//! The drain loop: flushes eligible mutations to the remote endpoint.
//!
//! A drain is invoked by any background trigger (reconnection edge,
//! periodic timer, explicit command, deferred wake). An in-process guard
//! keeps at most one drain running per device; triggers arriving while a
//! drain is in flight are coalesced, since the next scheduled run picks
//! up anything newly appended.

use std::collections::HashSet;
use std::sync::Arc;
use std::time::Duration;

use chrono::{DateTime, Utc};
use rand::Rng;
use tokio::sync::Mutex;
use uuid::Uuid;

use crate::broadcast::{StatusBroadcaster, SyncEvent};
use crate::config::Config;
use crate::connectivity::ConnectivityMonitor;
use crate::db::{MutationStore, StoreError};
use crate::models::{EntityType, MutationStatus, PendingMutation};

use super::client::ReconcileClient;
use super::protocol::{RemoteStatus, SyncBatch, SyncBatchResponse};

/// Retry schedule for records that did not reach `synced`.
#[derive(Debug, Clone)]
pub struct BackoffPolicy {
    pub base: Duration,
    pub cap: Duration,
    pub max_attempts: u32,
}

impl BackoffPolicy {
    pub fn from_config(config: &Config) -> Self {
        Self {
            base: Duration::from_secs(config.backoff_base_secs),
            cap: Duration::from_secs(config.backoff_cap_secs),
            max_attempts: config.max_attempts,
        }
    }

    /// Earliest instant attempt `prior_attempts + 1` may run, with
    /// exponential growth capped at `cap` plus uniform jitter.
    pub fn next_attempt_at(&self, prior_attempts: u32, now: DateTime<Utc>) -> DateTime<Utc> {
        let base = self.base.as_secs();
        let exp = prior_attempts.min(16);
        let delay = base.saturating_mul(1u64 << exp).min(self.cap.as_secs());
        let jitter = if base == 0 {
            0
        } else {
            rand::rng().random_range(0..=base)
        };
        now + chrono::Duration::seconds((delay + jitter) as i64)
    }
}

/// Counts for the items a drain dispatched.
///
/// Items returned to `pending` after a batch transport failure count
/// toward `total` but toward neither `succeeded` nor `failed`.
#[derive(Debug, Clone, Copy, Default, PartialEq, Eq)]
pub struct DrainReport {
    pub succeeded: usize,
    pub failed: usize,
    pub total: usize,
}

/// How a drain invocation ended.
#[derive(Debug, Clone, Copy, PartialEq, Eq)]
pub enum DrainOutcome {
    /// Ran through every batch.
    Completed(DrainReport),
    /// Connectivity dropped mid-run; undispatched batches were left
    /// untouched for the next trigger.
    Interrupted(DrainReport),
    /// The pre-check found the server unreachable; nothing was dispatched.
    Unreachable,
    /// Another drain holds the guard; this trigger was coalesced.
    AlreadyRunning,
}

/// Drives the mutation store through the delivery state machine.
pub struct SyncOrchestrator {
    store: MutationStore,
    client: ReconcileClient,
    monitor: Arc<ConnectivityMonitor>,
    broadcaster: StatusBroadcaster,
    device_id: Uuid,
    batch_size: usize,
    backoff: BackoffPolicy,
    drain_guard: Mutex<()>,
}

impl SyncOrchestrator {
    pub fn new(
        store: MutationStore,
        client: ReconcileClient,
        monitor: Arc<ConnectivityMonitor>,
        broadcaster: StatusBroadcaster,
        device_id: Uuid,
        config: &Config,
    ) -> Self {
        Self {
            store,
            client,
            monitor,
            broadcaster,
            device_id,
            batch_size: config.batch_size,
            backoff: BackoffPolicy::from_config(config),
            drain_guard: Mutex::new(()),
        }
    }

    /// Runs one drain; see the module docs for the trigger model.
    pub async fn drain(&self) -> Result<DrainOutcome, StoreError> {
        let Ok(_guard) = self.drain_guard.try_lock() else {
            tracing::debug!("drain already in flight, trigger coalesced");
            return Ok(DrainOutcome::AlreadyRunning);
        };

        if !self.monitor.is_reachable() {
            self.broadcaster.notify(SyncEvent::SyncFailed {
                reason: "server unreachable".to_string(),
            });
            return Ok(DrainOutcome::Unreachable);
        }

        let eligible = self.eligible().await?;
        if eligible.is_empty() {
            tracing::debug!("drain: nothing eligible");
            return Ok(DrainOutcome::Completed(DrainReport::default()));
        }

        tracing::info!("drain: {} eligible mutation(s)", eligible.len());
        self.broadcaster.notify(SyncEvent::SyncStarted);

        let chunk_size = if self.batch_size == 0 {
            eligible.len()
        } else {
            self.batch_size
        };

        let mut report = DrainReport::default();
        let mut interrupted = false;

        for chunk in eligible.chunks(chunk_size) {
            // The only cancellation point: once a batch is dispatched the
            // remote side may already be processing it, so we never cancel
            // mid-batch. Undispatched chunks stay pending for the next run.
            if !self.monitor.is_reachable() {
                interrupted = true;
                break;
            }

            let dispatched = self.mark_chunk_syncing(chunk).await;
            if dispatched.is_empty() {
                continue;
            }
            report.total += dispatched.len();

            let batch = SyncBatch::new(self.device_id, &dispatched);
            tracing::debug!(
                "submitting batch {} with {} item(s)",
                batch.batch_id,
                batch.items.len()
            );

            match self.client.submit_batch(&batch.request()).await {
                Ok(response) => {
                    self.apply_results(&dispatched, response, &mut report).await;
                }
                Err(e) => {
                    // A whole-batch transport failure is not user-visible
                    // noise; members go back to pending for the next
                    // trigger. Other batches in this drain still run.
                    tracing::warn!("batch {} got no response: {}", batch.batch_id, e);
                    self.return_batch_to_pending(&dispatched, &mut report).await;
                }
            }
        }

        if interrupted {
            tracing::warn!("drain interrupted: connectivity lost mid-run");
            self.broadcaster.notify(SyncEvent::SyncFailed {
                reason: "connectivity lost mid-drain".to_string(),
            });
            return Ok(DrainOutcome::Interrupted(report));
        }

        tracing::info!(
            "drain complete: {} synced, {} failed, {} dispatched",
            report.succeeded,
            report.failed,
            report.total
        );
        self.broadcaster.notify(SyncEvent::SyncComplete {
            succeeded: report.succeeded,
            failed: report.failed,
            total: report.total,
        });
        Ok(DrainOutcome::Completed(report))
    }

    /// Selects pending and retryable failed records in creation order.
    ///
    /// A record still inside its backoff window holds back every later
    /// record of the same entity type, so same-entity mutations are always
    /// submitted in creation order. Records that exhausted their attempt
    /// limit are parked until an explicit resubmit and block nothing.
    async fn eligible(&self) -> Result<Vec<PendingMutation>, StoreError> {
        let candidates = self
            .store
            .list_by_statuses(&[MutationStatus::Pending, MutationStatus::Failed])
            .await?;

        let now = Utc::now();
        let mut blocked: HashSet<EntityType> = HashSet::new();
        let mut eligible = Vec::new();

        for m in candidates {
            if blocked.contains(&m.entity_type) {
                continue;
            }
            if m.attempts >= self.backoff.max_attempts {
                continue;
            }
            let due = m.next_attempt_at.map_or(true, |t| t <= now);
            if due {
                eligible.push(m);
            } else {
                blocked.insert(m.entity_type);
            }
        }

        Ok(eligible)
    }

    async fn mark_chunk_syncing(&self, chunk: &[PendingMutation]) -> Vec<PendingMutation> {
        let now = Utc::now();
        let mut dispatched = Vec::with_capacity(chunk.len());

        for m in chunk {
            let next_attempt = self.backoff.next_attempt_at(m.attempts, now);
            match self.store.mark_syncing(m.id, next_attempt).await {
                Ok(()) => dispatched.push(m.clone()),
                // One bad record never takes down the batch.
                Err(e) => tracing::error!("could not mark {} syncing, skipping: {}", m.id, e),
            }
        }

        dispatched
    }

    async fn apply_results(
        &self,
        dispatched: &[PendingMutation],
        response: SyncBatchResponse,
        report: &mut DrainReport,
    ) {
        let known: HashSet<Uuid> = dispatched.iter().map(|m| m.id).collect();
        let mut acked: HashSet<Uuid> = HashSet::new();

        for result in response.results {
            if !known.contains(&result.id) {
                tracing::warn!("server reported a result for unknown mutation {}", result.id);
                continue;
            }
            acked.insert(result.id);

            let applied = match result.status {
                RemoteStatus::Synced => {
                    report.succeeded += 1;
                    self.store
                        .update_status(result.id, MutationStatus::Synced, None, Some(Utc::now()))
                        .await
                }
                RemoteStatus::Failed => {
                    report.failed += 1;
                    let reason = result.error.as_deref().unwrap_or("rejected by server");
                    self.store
                        .update_status(result.id, MutationStatus::Failed, Some(reason), None)
                        .await
                }
                RemoteStatus::Conflict => {
                    report.failed += 1;
                    let reason = result.error.as_deref().unwrap_or("conflict detected by server");
                    self.store
                        .update_status(result.id, MutationStatus::Conflict, Some(reason), None)
                        .await
                }
            };

            if let Err(e) = applied {
                tracing::error!("could not record result for {}: {}", result.id, e);
            }
        }

        // Items the server did not mention would otherwise sit in `syncing`
        // forever; close them out as failed for this drain.
        for m in dispatched {
            if acked.contains(&m.id) {
                continue;
            }
            report.failed += 1;
            if let Err(e) = self
                .store
                .update_status(
                    m.id,
                    MutationStatus::Failed,
                    Some("not acknowledged by sync server"),
                    None,
                )
                .await
            {
                tracing::error!("could not close out unacknowledged {}: {}", m.id, e);
            }
        }
    }

    async fn return_batch_to_pending(
        &self,
        dispatched: &[PendingMutation],
        report: &mut DrainReport,
    ) {
        for m in dispatched {
            let attempts_now = m.attempts + 1;
            let result = if attempts_now >= self.backoff.max_attempts {
                report.failed += 1;
                self.store
                    .update_status(
                        m.id,
                        MutationStatus::Failed,
                        Some("max sync attempts exceeded"),
                        None,
                    )
                    .await
            } else {
                self.store.revert_to_pending(m.id).await
            };

            if let Err(e) = result {
                tracing::error!("could not return {} to pending: {}", m.id, e);
            }
        }
    }
}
* * *
**The problem:**
Count up the lines in the preceding data that include the word "StatusBroadcaster"; respond with the number only.

**Result of the exercise:**
3